Chef de la représentation en France de la Commission européenne, Gaëtane Ricard Nihoul avait réuni l’ensemble des médias tricolores, notamment les grands titres de la presse écrite, pour la rentrée parisienne du commissaire européen, en charge des Affaires économiques, financières, de la fiscalité et des Douanes, le Français Pierre Moscovici. En place à Bruxelles depuis dix mois, l’ancien ministre de l’Économie et des finances des gouvernements Ayrault (2012-2014) s’est montré très appliqué, au point de donner parfois l’impression de débiter un texte appris par cœur et soigneusement préparé autour des grands thèmes du moment : croissance et emploi, crise grecque, transparence fiscale (échange automatique d’informations…), taxe sur les transactions financières, changement climatique, etc.
Dans une Union européenne (UE) en panne de confiance, tant du côté d’une partie de la classe politique que de l’opinion publique, Pierre Moscovici s’est dit convaincu que le produit intérieur brut progresserait de 1,5 % dans la zone euro en 2015 et 1,9 % en 2016. « Le retour à la croissance est là. Nous sommes sortis de la crise économique et financière, la phase de redressement est devant nous et chaque État membre doit amplifier cette reprise », a plaidé Pierre Moscovici.
Une bonne nouvelle, certes, mais « il faut rester vigilant », a ajouté l’ex-ministre des Affaires européennes de Lionel Jospin (1997-2002), qui estime, notamment au regard de la crise grecque – « la Grèce est sortie de l’impasse », mais « le Parlement européen n’a pas été assez associé » – qu’il faut « rapidement » instiller plus de démocratie dans l’UE, mener une réforme institutionnelle et « approfondir l’Union économique et monétaire (UEM) ».
Un Parlement, un gouvernement et un budget propres
S’exprimant à titre personnel, car « il y a des sensibilités différentes et il en faut donc en discuter », y compris au sein du « collège » auquel il appartient, Pierre Moscovici s’est déclaré favorable à « un Parlement de la zone euro » et à « un gouvernement spécifique, avec un budget propre pour plus de convergence, sous la responsabilité d’une sorte de ministre des Finances qui doit être membre de la Commission européenne ». Selon lui, un ministre des Finances et un Parlement de la zone euro permettraient d’associer « discipline et solidarité », « débat démocratique et approche économique » et « il faut dans les années à venir trouver un chemin économique global pertinent ». « Il faut aller vite » et, pour lui, « dans les deux ans, tout doit être précisé », ajoutant que « dans la crise grecque, il y a eu un déficit démocratique » et « qu’il ne faut pas laisser çà ».
« Ce débat sur l’approfondissement de l’UEM, a rappelé Pierre Moscovici, s’est ouvert à la faveur du rapport des cinq présidents en juin dernier», un document signé conjointement par les premiers dirigeants de la Commission européenne, du Conseil européen, de l’Eurogroupe (ministres des Finances de la zone euro), de la Banque centrale européenne et du Parlement européen.
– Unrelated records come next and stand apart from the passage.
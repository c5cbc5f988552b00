use axum::{
    http::StatusCode,
    response::{IntoResponse, Response},
    Json,
};
use common::ErrorResponse;
use thiserror::Error;

pub type WarmupResult<T> = Result<T, WarmupError>;

#[derive(Error, Debug)]
pub enum WarmupError {
    #[error("Missing or empty service parameter")]
    InvalidService,

    #[error("Missing or empty cluster parameter")]
    InvalidCluster,

    #[error("ECS service lookup failed: {0}")]
    ServiceLookup(String),

    #[error("ELBv2 lookup failed: {0}")]
    LoadBalancerLookup(String),

    #[error("Service {0} has no target group binding")]
    MissingTargetGroup(String),

    #[error("Failed to scale service {service}: {detail}")]
    Scale { service: String, detail: String },

    #[error("Listener resolution failed: {0}")]
    ListenerResolution(String),

    #[error("Processing error: {0}")]
    Processing(String),
}

impl WarmupError {
    /// Stable code reported to callers
    pub fn code(&self) -> &'static str {
        match self {
            WarmupError::InvalidService => "invalid_or_null_service",
            WarmupError::InvalidCluster => "invalid_or_null_cluster",
            WarmupError::ServiceLookup(_) => "invalid_key_returned_from_ecs_service_info",
            WarmupError::LoadBalancerLookup(_) => "invalid_key_returned_from_elbv2_describe_info",
            WarmupError::ListenerResolution(_) => {
                "invalid_response_returned_from_elbv2_describe_listeners"
            }
            WarmupError::Scale { .. } => "issue_starting_ecs_task",
            WarmupError::MissingTargetGroup(_) | WarmupError::Processing(_) => {
                "issue_in_processing_ecs_spinup"
            }
        }
    }

    pub fn status(&self) -> StatusCode {
        match self {
            WarmupError::InvalidService | WarmupError::InvalidCluster => StatusCode::BAD_REQUEST,
            WarmupError::ServiceLookup(_)
            | WarmupError::LoadBalancerLookup(_)
            | WarmupError::ListenerResolution(_)
            | WarmupError::Scale { .. } => StatusCode::BAD_GATEWAY,
            WarmupError::MissingTargetGroup(_) | WarmupError::Processing(_) => {
                StatusCode::INTERNAL_SERVER_ERROR
            }
        }
    }
}

impl IntoResponse for WarmupError {
    fn into_response(self) -> Response {
        let body = Json(ErrorResponse::new(self.code()));
        (self.status(), body).into_response()
    }
}

impl From<askama::Error> for WarmupError {
    fn from(err: askama::Error) -> Self {
        WarmupError::Processing(format!("Failed to render holding page: {}", err))
    }
}
use crate::aws::traits::{ListenerAction, ListenerDescription};
use crate::aws::LoadBalancerOperations;
use crate::error::{WarmupError, WarmupResult};
use common::ListenerBinding;

/// Find the listener on a load balancer that forwards to a target group.
///
/// Any failure, including the describe call itself, is a listener
/// resolution error.
pub async fn find_listener<L: LoadBalancerOperations + ?Sized>(
    load_balancers: &L,
    load_balancer_arn: &str,
    target_group_arn: &str,
) -> WarmupResult<ListenerBinding> {
    let listeners = load_balancers
        .describe_listeners(load_balancer_arn)
        .await
        .map_err(|e| WarmupError::ListenerResolution(e.to_string()))?;

    select_listener(&listeners, target_group_arn).map_err(|e| match e {
        WarmupError::ListenerResolution(detail) => WarmupError::ListenerResolution(format!(
            "{} on load balancer {}",
            detail, load_balancer_arn
        )),
        other => other,
    })
}

/// Linear scan over listeners, their default actions and each action's
/// forward targets. The first listener that references the target group wins.
pub fn select_listener(
    listeners: &[ListenerDescription],
    target_group_arn: &str,
) -> WarmupResult<ListenerBinding> {
    let listener = listeners
        .iter()
        .find(|listener| {
            listener
                .default_actions
                .iter()
                .any(|action| forwards_to(action, target_group_arn))
        })
        .ok_or_else(|| {
            WarmupError::ListenerResolution(format!(
                "no listener forwards to {}",
                target_group_arn
            ))
        })?;

    let listener_arn = listener.listener_arn.as_deref().unwrap_or("<unknown>");
    tracing::debug!("Listener {} forwards to {}", listener_arn, target_group_arn);

    let port = listener.port.ok_or_else(|| {
        WarmupError::ListenerResolution(format!("listener {} has no port", listener_arn))
    })?;
    let protocol = listener.protocol.as_deref().ok_or_else(|| {
        WarmupError::ListenerResolution(format!("listener {} has no protocol", listener_arn))
    })?;

    ListenerBinding::from_raw(port, protocol).map_err(|e| {
        WarmupError::ListenerResolution(format!("listener {}: {}", listener_arn, e))
    })
}

fn forwards_to(action: &ListenerAction, target_group_arn: &str) -> bool {
    action.target_group_arn.as_deref() == Some(target_group_arn)
        || action
            .forward_target_group_arns
            .iter()
            .any(|arn| arn == target_group_arn)
}
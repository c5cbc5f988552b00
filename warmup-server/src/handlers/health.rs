use axum::Json;
use serde_json::{json, Value};

/// Health check endpoint
///
/// Reports liveness of this server only; warmed services are not probed
pub async fn health_handler() -> Json<Value> {
    Json(json!({
        "status": "healthy",
        "service": "warmup-server"
    }))
}
use crate::aws::{LoadBalancerOperations, ServiceOperations};
use crate::warmup::WarmupOrchestrator;
use std::sync::Arc;

pub type SharedOrchestrator =
    Arc<WarmupOrchestrator<dyn ServiceOperations, dyn LoadBalancerOperations>>;

/// Application state shared across all handlers
///
/// The orchestrator is stored behind trait objects so the router can be
/// built over either the AWS client or the in-memory mock.
#[derive(Clone)]
pub struct AppState {
    pub orchestrator: SharedOrchestrator,
    pub refresh_interval_secs: u64,
}

impl AppState {
    pub fn new(orchestrator: SharedOrchestrator, refresh_interval_secs: u64) -> Self {
        Self {
            orchestrator,
            refresh_interval_secs,
        }
    }
}
use crate::aws::LoadBalancerOperations;
use crate::error::{WarmupError, WarmupResult};
use common::{LoadBalancerInfo, TargetHealth, TargetHealthSnapshot, TargetHealthState};

/// Resolve the load balancer a target group is attached to.
///
/// Uses the target group's first parent load balancer.
pub async fn resolve_load_balancer<L: LoadBalancerOperations + ?Sized>(
    load_balancers: &L,
    target_group_arn: &str,
) -> WarmupResult<LoadBalancerInfo> {
    let target_group = load_balancers
        .describe_target_group(target_group_arn)
        .await?
        .ok_or_else(|| {
            WarmupError::LoadBalancerLookup(format!("target group {} not found", target_group_arn))
        })?;

    let load_balancer_arn = target_group.load_balancer_arns.first().ok_or_else(|| {
        WarmupError::LoadBalancerLookup(format!(
            "target group {} has no load balancer",
            target_group_arn
        ))
    })?;

    let load_balancer = load_balancers
        .describe_load_balancer(load_balancer_arn)
        .await?
        .ok_or_else(|| {
            WarmupError::LoadBalancerLookup(format!(
                "load balancer {} not found",
                load_balancer_arn
            ))
        })?;

    let dns_name = load_balancer.dns_name.ok_or_else(|| {
        WarmupError::LoadBalancerLookup(format!(
            "load balancer {} has no DNSName",
            load_balancer_arn
        ))
    })?;
    let name = load_balancer.name.ok_or_else(|| {
        WarmupError::LoadBalancerLookup(format!(
            "load balancer {} has no LoadBalancerName",
            load_balancer_arn
        ))
    })?;

    Ok(LoadBalancerInfo {
        arn: load_balancer.arn,
        dns_name,
        name,
    })
}

/// Fetch the health of every target in the group.
/// The snapshot is healthy as soon as any one target is.
pub async fn aggregate_health<L: LoadBalancerOperations + ?Sized>(
    load_balancers: &L,
    target_group_arn: &str,
) -> WarmupResult<TargetHealthSnapshot> {
    let descriptions = load_balancers
        .describe_target_health(target_group_arn)
        .await?;

    let mut targets = Vec::with_capacity(descriptions.len());
    for description in descriptions {
        let state = description
            .state
            .ok_or_else(|| {
                WarmupError::LoadBalancerLookup(format!(
                    "target in {} has no health state",
                    target_group_arn
                ))
            })?
            .parse::<TargetHealthState>()
            .map_err(|e| WarmupError::LoadBalancerLookup(e.to_string()))?;

        targets.push(TargetHealth {
            target_id: description.target_id.unwrap_or_default(),
            state,
        });
    }

    let snapshot = TargetHealthSnapshot::new(targets);
    tracing::debug!(
        "Target group {}: {}/{} targets healthy",
        target_group_arn,
        snapshot.healthy_count(),
        snapshot.targets.len()
    );

    Ok(snapshot)
}
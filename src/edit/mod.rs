//! Interactive editing: commands, undo/redo history, and the handle-move
//! animation.
//!
//! Commands mutate the diagram through a [`CommandContext`] and record
//! enough state to restore it exactly on undo. The [`CommandHistory`]
//! owns the undo/redo stacks and drives any animation a command returns
//! to completion before the next command runs.

pub mod animation;
pub mod command;
pub mod edit_mode;
pub mod move_handle;

pub use animation::MoveHandlesAnimation;
pub use command::{
    Command, CommandContext, CommandHistory, CommandResult, Executable, Mergeable, Undoable,
};
pub use edit_mode::{SwitchEditModeAction, SwitchEditModeCommand, SWITCH_EDIT_MODE_KIND};
pub use move_handle::{
    HandleMove, MoveRoutingHandleAction, MoveRoutingHandleCommand, MOVE_ROUTING_HANDLE_KIND,
};
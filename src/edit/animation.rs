//! Time-driven interpolation of routing-handle moves.

use indexmap::IndexMap;

use crate::edit::command::CommandContext;
use crate::geometry::Point;
use crate::router::ResolvedHandleMove;

/// Interpolates routing-point (or dangling-anchor) positions between a
/// move's start and end as `t` runs over `[0, 1]`, driven by an external
/// scheduler through repeated [`tween`](Self::tween) calls.
///
/// Forward mode commits the last interpolated value at `t = 1`. Reverse
/// mode at `t = 1` does not trust accumulated interpolation: it replaces
/// each touched edge's routing-point sequence with its pre-recorded
/// snapshot and regenerates the canonical handle set, so the restoration
/// is exact no matter how many intermediate frames ran.
pub struct MoveHandlesAnimation {
    moves: IndexMap<String, ResolvedHandleMove>,
    original_routing_points: IndexMap<String, Vec<Point>>,
    reverse: bool,
}

impl MoveHandlesAnimation {
    pub fn new(
        moves: IndexMap<String, ResolvedHandleMove>,
        original_routing_points: IndexMap<String, Vec<Point>>,
        reverse: bool,
    ) -> Self {
        Self {
            moves,
            original_routing_points,
            reverse,
        }
    }

    /// One animation step. Safe to invoke repeatedly with monotonically
    /// increasing `t` and idempotent at a fixed `t`.
    pub fn tween(&self, ctx: &mut CommandContext<'_>, t: f64) {
        for mv in self.moves.values() {
            let Some(from) = mv.from_position else {
                continue;
            };

            if self.reverse && t >= 1.0 {
                if let Some(points) = self.original_routing_points.get(&mv.edge_id) {
                    // An anchored move lands exactly on its start position,
                    // not on the last interpolated frame.
                    let anchor_id = ctx
                        .diagram
                        .find_handle(&mv.element_id)
                        .and_then(|(_, handle)| handle.dangling_anchor_id.clone());
                    if let Some(anchor_id) = anchor_id {
                        if let Some(anchor) = ctx.diagram.anchors.get_mut(&anchor_id) {
                            anchor.position = from;
                        }
                    }
                    if let Some(edge) = ctx.diagram.edges.get_mut(&mv.edge_id) {
                        edge.routing_points = points.clone();
                        edge.handles.clear();
                        if let Some(router) = ctx.routers.get(&mv.router_kind) {
                            router.create_routing_handles(edge);
                        }
                    }
                    continue;
                }
            }

            let position = if self.reverse {
                mv.to_position.lerp(from, t)
            } else {
                from.lerp(mv.to_position, t)
            };

            // A handle that owns a dangling anchor moves the anchor itself;
            // anchors are not part of the routing-point sequence.
            let anchor_id = ctx
                .diagram
                .find_handle(&mv.element_id)
                .and_then(|(_, handle)| handle.dangling_anchor_id.clone());
            if let Some(anchor_id) = anchor_id {
                if let Some(anchor) = ctx.diagram.anchors.get_mut(&anchor_id) {
                    anchor.position = position;
                }
                continue;
            }

            if let Some(idx) = mv.point_index {
                if let Some(edge) = ctx.diagram.edges.get_mut(&mv.edge_id) {
                    // The edge may have been restructured mid-edit; an
                    // out-of-range index is a no-op for this point.
                    if idx < edge.routing_points.len() {
                        edge.routing_points[idx] = position;
                    }
                }
            }
        }
    }

    /// Drive the animation to completion in `steps` uniform increments,
    /// ending exactly at `t = 1`.
    pub fn run(&self, ctx: &mut CommandContext<'_>, steps: usize) {
        let steps = steps.max(1);
        for i in 0..=steps {
            self.tween(ctx, i as f64 / steps as f64);
        }
    }
}
use anyhow::Result;
use tempfile::NamedTempFile;

use bendpoint::geometry::Point;
use bendpoint::model::{DanglingAnchor, Diagram, DiagramDoc, Edge, Node};
use bendpoint::router::RouterRegistry;

fn sample_doc() -> DiagramDoc {
    let mut diagram = Diagram::new();
    diagram.add_node(Node::new("n1", 0.0, 0.0));
    diagram.add_node(Node::new("n2", 120.0, 40.0));
    let mut edge = Edge::new("e1", "orthogonal", "n1", "n2");
    edge.routing_points = vec![Point::new(60.0, 0.0), Point::new(60.0, 40.0)];
    diagram.add_edge(edge);

    // Handles and a mid-drag anchor survive persistence too.
    let registry = RouterRegistry::with_defaults();
    let edge = diagram.edges.get_mut("e1").unwrap();
    registry
        .get("orthogonal")
        .unwrap()
        .create_routing_handles(edge);
    diagram.anchors.insert(
        "e1_dangling-target".to_string(),
        DanglingAnchor {
            id: "e1_dangling-target".to_string(),
            position: Point::new(130.0, 55.0),
            original_id: "n2".to_string(),
        },
    );

    DiagramDoc { diagram }
}

#[test]
fn test_binary_round_trip() -> Result<()> {
    let doc = sample_doc();
    let file = NamedTempFile::new()?;
    doc.save_to_binary(file.path())?;

    let loaded = DiagramDoc::load_from_binary(file.path())?;
    assert_eq!(loaded.diagram.nodes.len(), 2);
    assert_eq!(loaded.diagram.edges["e1"].routing_points, doc.diagram.edges["e1"].routing_points);
    assert_eq!(loaded.diagram.edges["e1"].handles.len(), 4);
    assert_eq!(
        loaded.diagram.anchors["e1_dangling-target"].position,
        Point::new(130.0, 55.0)
    );
    Ok(())
}

#[test]
fn test_json_round_trip() -> Result<()> {
    let doc = sample_doc();
    let file = NamedTempFile::new()?;
    doc.save_to_json(file.path())?;

    let loaded = DiagramDoc::load_from_json(file.path())?;
    assert_eq!(loaded.diagram.edges["e1"].router_kind, "orthogonal");
    assert_eq!(
        loaded.diagram.edges["e1"].handles[0].id,
        doc.diagram.edges["e1"].handles[0].id
    );
    Ok(())
}

#[test]
fn test_load_rejects_wrong_magic() -> Result<()> {
    let file = NamedTempFile::new()?;
    std::fs::write(file.path(), b"NOTBENDPT\x01\x00\x00\x00")?;
    assert!(DiagramDoc::load_from_binary(file.path()).is_err());
    Ok(())
}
La chancelière allemande, Angela Merkel est également intervenue à plusieurs reprises pour soutenir l’idée d’une réforme institutionnelle et, plus récemment, le ministre français de l’Économie, Emmanuel Macron, a exprimé publiquement son soutien à la constitution d’un « noyau dur » de la zone euro et d’un gouvernement dirigé par un commissaire européen aux compétences élargies.
« Une position de principe »
A la presse qui lui demandait s’il souhaitait devenir le ministre des Finances de la zone euro, Pierre Moscovici a répondu qu’il s’agissait d’une position qu’il défendait avant d’être en poste à Bruxelles et que, donc, « c’est une position de principe, pas une position de candidature quelconque à un poste de cette nature ». Au passage, il a précisé que la réforme institutionnelle est suivie directement par le président de l’exécutif européen, Jean-Claude Juncker, et que ce dossier « sera au menu ces prochaines semaines ». S’agissant des pouvoirs dont pourraient disposer un ministre des Finances de la zone euro, Pierre Moscovici, insistant encore une fois sur le fait que « c’est une vision personnelle, pas celle de la Commission européenne », a indiqué qu’il devrait « posséder des compétences budgétaires, la maîtrise du Trésor européen et assurer la présidence permanente de l’euro ».